:: DATA PROVIDED

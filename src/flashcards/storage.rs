//! Storage operations for review progress
//!
//! All progress records live in one JSON array under [`FLASHCARDS_KEY`], one
//! record per word.

use std::collections::HashMap;

use crate::store::{DurableStore, Result};

use super::models::ReviewProgress;

pub const FLASHCARDS_KEY: &str = "vocabuilder-flashcards";

/// Storage manager for per-word review progress
#[derive(Clone)]
pub struct ProgressStorage {
    store: DurableStore,
}

impl ProgressStorage {
    pub fn new(store: DurableStore) -> Self {
        Self { store }
    }

    /// All progress keyed by word. A corrupted store reads as empty.
    pub fn get_all(&self) -> Result<HashMap<String, ReviewProgress>> {
        let records = self
            .store
            .read_collection::<ReviewProgress>(FLASHCARDS_KEY)?
            .or_empty();
        Ok(records.into_iter().map(|p| (p.word.clone(), p)).collect())
    }

    pub fn get(&self, word: &str) -> Result<Option<ReviewProgress>> {
        Ok(self.get_all()?.remove(word))
    }

    /// Insert or replace the progress for `progress.word`.
    ///
    /// Returns `false` without writing when the stored progress is corrupted.
    pub fn save(&self, progress: &ReviewProgress) -> Result<bool> {
        let Some(mut records) = self
            .store
            .read_collection::<ReviewProgress>(FLASHCARDS_KEY)?
            .into_readable()
        else {
            log::warn!(
                "Not saving review progress of \"{}\": flashcard storage is unreadable",
                progress.word
            );
            return Ok(false);
        };

        // Later duplicates of a word would win on load, so drop them here
        let mut seen = false;
        records.retain_mut(|existing| {
            if existing.word != progress.word {
                return true;
            }
            if seen {
                return false;
            }
            seen = true;
            *existing = progress.clone();
            true
        });
        if !seen {
            records.push(progress.clone());
        }

        self.store.write_collection(FLASHCARDS_KEY, &records)?;
        Ok(true)
    }
}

::::

DIRECTIONS.
What is needed is an exact copy of the lines above, from the one containing "use std::collections::HashMap;" through the one containing "reads as empty.", with nothing added.

RESPONSE BOX.
use std::collections::HashMap;

use crate::store::{DurableStore, Result};

use super::models::ReviewProgress;

pub const FLASHCARDS_KEY: &str = "vocabuilder-flashcards";

/// Storage manager for per-word review progress
#[derive(Clone)]
pub struct ProgressStorage {
    store: DurableStore,
}

impl ProgressStorage {
    pub fn new(store: DurableStore) -> Self {
        Self { store }
    }

    /// All progress keyed by word. A corrupted store reads as empty.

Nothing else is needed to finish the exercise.